Frequently Asked Questions
Is the EPA 608 exam hard?
For most people studying with current materials, no. The pass rate among technicians who use practice tests before their exam is significantly higher than among people who read a manual once and go in cold. The material is regulatory and technical, not math-heavy. The Core section provides the conceptual foundation; Types I, II, and III build on it. Most first-time failures happen on Type II — it is the longest section with the most specific numbers — or from misidentifying refrigerant classifications under pressure. Two to three weeks of focused study is enough for the majority of students.
Can I take the EPA 608 exam online?
Yes. All three EPA-approved testing organizations — ESCO Institute, Mainstream Engineering, and HVAC Excellence — offer online-proctored exams. You need a Windows or Mac computer with a working webcam and microphone. A live proctor monitors the session via your camera. Online testing has made the certification accessible to technicians in areas without nearby in-person testing centers.
How long does it take to study for EPA 608?
Most people need 10–21 days of focused study to be ready, depending on their starting knowledge. Students in HVAC trade programs typically cover the material over several weeks as part of their coursework. Someone self-studying alongside a full-time job should plan 14 days at 30–60 minutes per day. A reasonable schedule: 4 days on Core, 2 days on Type I, 3 days on Type II, 2 days on Type III, then 3 days of practice tests only.
How much does the EPA 608 exam cost?
The Universal exam (all four sections) costs $50–$90 depending on the testing organization. ESCO Institute runs $60–$85. Mainstream Engineering is typically $25–$65. HVAC Excellence is approximately $80–$90. Individual section retakes cost $10–$30 per section.
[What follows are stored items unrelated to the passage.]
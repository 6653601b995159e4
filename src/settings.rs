use std::collections::BTreeMap;

use crate::config::LimitsConfig;
use crate::error::ControlError;
use crate::types::{CandidateEdit, Quantity, QuantitySetting};

/// Last-committed value and validation rule for every controlled quantity.
///
/// Only the commit orchestrator and the shutdown sequencer mutate it, and only
/// after the matching instrument write succeeded.
#[derive(Debug, Clone)]
pub struct SettingsStore {
    settings: BTreeMap<Quantity, QuantitySetting>,
}

impl SettingsStore {
    pub fn new(limits: &LimitsConfig) -> Self {
        let settings = Quantity::ALL
            .into_iter()
            .map(|q| (q, QuantitySetting::new(q, limits.range(q))))
            .collect();
        Self { settings }
    }

    pub fn get(&self, quantity: Quantity) -> &QuantitySetting {
        // Every quantity is inserted at construction
        &self.settings[&quantity]
    }

    pub fn committed(&self, quantity: Quantity) -> f64 {
        self.get(quantity).committed_value
    }

    pub fn has_been_set(&self, quantity: Quantity) -> bool {
        self.get(quantity).has_been_set
    }

    /// Parse and range-check an edit.
    ///
    /// Returns `Ok(None)` when the edit requests no change.
    pub fn validate(&self, edit: &CandidateEdit) -> Result<Option<f64>, ControlError> {
        let Some(text) = edit.text() else {
            return Ok(None);
        };
        let invalid = || ControlError::InvalidInput {
            quantity: edit.quantity,
            text: text.to_string(),
        };
        let value: f64 = text.parse().map_err(|_| invalid())?;
        if !self.get(edit.quantity).valid_range.contains(value) {
            return Err(invalid());
        }
        Ok(Some(value))
    }

    /// Record a value that reached the hardware.
    pub(crate) fn record_applied(&mut self, quantity: Quantity, value: f64) {
        if let Some(setting) = self.settings.get_mut(&quantity) {
            setting.committed_value = value;
            setting.has_been_set = true;
        }
    }

    /// Back to the boot default after the instrument was zeroed.
    pub(crate) fn reset(&mut self, quantity: Quantity) {
        if let Some(setting) = self.settings.get_mut(&quantity) {
            setting.committed_value = 0.0;
            setting.has_been_set = false;
        }
    }

    pub fn iter(&self) -> impl Iterator<Item = &QuantitySetting> {
        self.settings.values()
    }
}

impl Default for SettingsStore {
    fn default() -> Self {
        Self::new(&LimitsConfig::default())
    }
}

#[cfg(test)]
mod tests {
    use super::*;
    use crate::error::ErrorKind;

    #[test]
    fn starts_at_zero_and_unset() {
        let store = SettingsStore::default();
        for setting in store.iter() {
            assert_eq!(setting.committed_value, 0.0);
            assert!(!setting.has_been_set);
        }
        assert_eq!(store.get(Quantity::Current).unit, "mA");
    }

    #[test]
    fn blank_text_requests_no_change() {
        let store = SettingsStore::default();
        assert_eq!(store.validate(&CandidateEdit::new(Quantity::Voltage, "  ")).unwrap(), None);
        assert_eq!(store.validate(&CandidateEdit::unchanged(Quantity::Flow)).unwrap(), None);
    }

    #[test]
    fn accepts_values_inside_range() {
        let store = SettingsStore::default();
        let edit = CandidateEdit::new(Quantity::Voltage, " 61.425 ");
        assert_eq!(store.validate(&edit).unwrap(), Some(61.425));
        let edit = CandidateEdit::new(Quantity::Flow, "0");
        assert_eq!(store.validate(&edit).unwrap(), Some(0.0));
    }

    #[test]
    fn rejects_garbage_and_out_of_range() {
        let store = SettingsStore::default();
        for text in ["abc", "61.5", "-1", "NaN", "inf", "1e5"] {
            let err = store
                .validate(&CandidateEdit::new(Quantity::Voltage, text))
                .unwrap_err();
            assert_eq!(err.kind(), ErrorKind::InvalidInput, "{text}");
        }
    }

    #[test]
    fn record_and_reset() {
        let mut store = SettingsStore::default();
        store.record_applied(Quantity::Temperature, 40.0);
        assert_eq!(store.committed(Quantity::Temperature), 40.0);
        assert!(store.has_been_set(Quantity::Temperature));

        store.reset(Quantity::Temperature);
        assert_eq!(store.committed(Quantity::Temperature), 0.0);
        assert!(!store.has_been_set(Quantity::Temperature));
    }
}
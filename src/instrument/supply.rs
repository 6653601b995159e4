use log::debug;

use super::{Command, InstrumentChannel, Query, unsupported_command, unsupported_query};
use crate::config::SupplyConfig;
use crate::error::ControlError;
use crate::transport::{LineLink, SerialLine};

/// Programmable DC supply speaking `VSET`/`ISET`/`VOUT?`/`IOUT?` lines.
pub struct PowerSupply<L: LineLink> {
    link: L,
    name: String,
}

impl PowerSupply<SerialLine> {
    /// Open the serial line, address the supply through the GPIB bridge if
    /// configured, and probe its identity.
    pub fn open(config: &SupplyConfig) -> Result<Self, ControlError> {
        let timeout = std::time::Duration::from_millis(config.read_timeout_ms);
        let mut link = SerialLine::open(&config.port, config.baud_rate, timeout, &config.terminator)
            .map_err(|e| ControlError::from_io("power supply", "open", e))?;

        if let Some(address) = config.gpib_address {
            for line in ["++mode 1".to_string(), format!("++addr {address}"), "++auto 1".to_string()] {
                link.send(&line)
                    .map_err(|e| ControlError::from_io("power supply", &line, e))?;
            }
        }

        let mut supply = Self::new(link);
        supply.probe()?;
        Ok(supply)
    }
}

impl<L: LineLink> PowerSupply<L> {
    pub fn new(link: L) -> Self {
        Self {
            link,
            name: "power supply".to_string(),
        }
    }

    fn send(&mut self, line: &str) -> Result<(), ControlError> {
        debug!("{} <- {}", self.name, line);
        self.link
            .send(line)
            .map_err(|e| ControlError::from_io(&self.name, line, e))
    }

    fn query_value(&mut self, line: &str) -> Result<f64, ControlError> {
        let answer = self
            .link
            .query(line)
            .map_err(|e| ControlError::from_io(&self.name, line, e))?;
        parse_numeric(&answer).ok_or_else(|| {
            ControlError::Protocol(format!("{} answered {answer:?} to {line}", self.name))
        })
    }
}

impl<L: LineLink> InstrumentChannel for PowerSupply<L> {
    fn name(&self) -> &str {
        &self.name
    }

    fn probe(&mut self) -> Result<(), ControlError> {
        let identity = self
            .link
            .query("ID?")
            .map_err(|e| ControlError::from_io(&self.name, "ID?", e))?;
        if identity.is_empty() {
            return Err(ControlError::unavailable(&self.name, "empty identity"));
        }
        debug!("{} identifies as {identity}", self.name);
        Ok(())
    }

    fn write(&mut self, command: Command) -> Result<(), ControlError> {
        match command {
            Command::SetVoltage(volts) => self.send(&format!("VSET {volts}")),
            Command::SetCurrent(milliamps) => self.send(&format!("ISET {milliamps} MA")),
            other => Err(unsupported_command(&self.name, other)),
        }
    }

    fn read(&mut self, query: Query) -> Result<f64, ControlError> {
        match query {
            Query::OutputVoltage => self.query_value("VOUT?"),
            Query::OutputCurrent => self.query_value("IOUT?"),
            other => Err(unsupported_query(&self.name, other)),
        }
    }
}

/// Keep only digits and the decimal point, then parse.
///
/// Supply answers carry unit letters and echoes (`"VOUT 10.50V"`).
pub fn parse_numeric(answer: &str) -> Option<f64> {
    let digits: String = answer
        .chars()
        .filter(|c| c.is_ascii_digit() || *c == '.')
        .collect();
    digits.parse().ok()
}

#[cfg(test)]
pub(crate) mod tests {
    use super::*;
    use crate::error::ErrorKind;
    use std::collections::VecDeque;
    use std::io;

    /// Records sent lines and replays canned answers.
    #[derive(Default)]
    pub(crate) struct FakeLink {
        pub sent: Vec<String>,
        pub answers: VecDeque<String>,
    }

    impl FakeLink {
        pub fn answering(answers: &[&str]) -> Self {
            Self {
                sent: Vec::new(),
                answers: answers.iter().map(|a| a.to_string()).collect(),
            }
        }
    }

    impl LineLink for FakeLink {
        fn send(&mut self, line: &str) -> io::Result<()> {
            self.sent.push(line.to_string());
            Ok(())
        }

        fn query(&mut self, line: &str) -> io::Result<String> {
            self.sent.push(line.to_string());
            self.answers
                .pop_front()
                .ok_or_else(|| io::Error::new(io::ErrorKind::TimedOut, "silent"))
        }
    }

    #[test]
    fn strips_units_from_answers() {
        assert_eq!(parse_numeric("10.50V"), Some(10.5));
        assert_eq!(parse_numeric("IOUT 0.123A"), Some(0.123));
        assert_eq!(parse_numeric("ERR"), None);
    }

    #[test]
    fn setpoint_commands_use_supply_syntax() {
        let mut supply = PowerSupply::new(FakeLink::default());
        supply.write(Command::SetVoltage(10.5)).unwrap();
        supply.write(Command::SetCurrent(250.0)).unwrap();
        supply.write(Command::SetVoltage(0.0)).unwrap();
        assert_eq!(supply.link.sent, vec!["VSET 10.5", "ISET 250 MA", "VSET 0"]);
    }

    #[test]
    fn reads_output_values() {
        let mut supply = PowerSupply::new(FakeLink::answering(&["10.02V", "0.25A"]));
        assert_eq!(supply.read(Query::OutputVoltage).unwrap(), 10.02);
        assert_eq!(supply.read(Query::OutputCurrent).unwrap(), 0.25);
        assert_eq!(supply.link.sent, vec!["VOUT?", "IOUT?"]);
    }

    #[test]
    fn silent_supply_times_out() {
        let mut supply = PowerSupply::new(FakeLink::default());
        let err = supply.read(Query::OutputVoltage).unwrap_err();
        assert_eq!(err.kind(), ErrorKind::DeviceTimeout);
    }

    #[test]
    fn probe_requires_identity() {
        let mut supply = PowerSupply::new(FakeLink::answering(&["GW GPR-6060D"]));
        supply.probe().unwrap();

        let mut blank = PowerSupply::new(FakeLink::answering(&[""]));
        assert!(blank.probe().is_err());
    }

    #[test]
    fn pump_commands_are_refused() {
        let mut supply = PowerSupply::new(FakeLink::default());
        assert!(supply.write(Command::StartFlow).is_err());
        assert!(supply.link.sent.is_empty());
    }
}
Many employers reimburse the exam cost for new hires — ask before paying out of pocket.
Does EPA 608 certification expire?
No. EPA 608 certification is a lifetime credential. There is no renewal requirement, no continuing education hours, and no expiration date. Once you pass, the certification is permanent and transfers across employers. This is one of the few credentials in the trades that you earn once and keep for your entire career.
What is the difference between EPA 608 Universal and a single type?
Universal certification means you have passed all four sections: Core, Type I, Type II, and Type III. It authorizes you to work on any refrigerant-containing equipment in any application. Passing only one type — for example, just Type II — limits you to that equipment category. Most employers who say "EPA 608 required" mean Universal. If you are entering HVAC as a career, study for Universal from the start rather than building up to it one type at a time.
Can I use notes during the EPA 608 exam?
No. The exam is closed-book in both online-proctored and in-person formats. You cannot bring notes, a study guide, your phone, or any reference materials into the testing environment. Some older materials reference an "open-book" format that existed in early versions of the exam — this is no longer how the proctored exam is typically administered for Universal certification. Know the key numbers (recovery percentages, leak thresholds, vacuum levels, critical dates) before test day.
Do employers pay for EPA 608 certification?
Many do, particularly for helpers and apprentices they intend to develop into technicians. Common arrangements: the employer pays the exam fee upfront in exchange for the employee committing to stay for a defined period (typically 90 days to one year), or the employer reimburses after you pass. If you are applying for entry-level HVAC work without the certification, ask the employer directly — most contractors with structured training programs will say yes.
The Universal exam costs $50–$90 depending on your testing provider. ESCO Institute, Mainstream Engineering, and HVAC Excellence all offer it online. Schedule the exam before you start studying — having a test date on the calendar is the most effective study motivator there is. Book it, then work backward with the 14-day schedule above.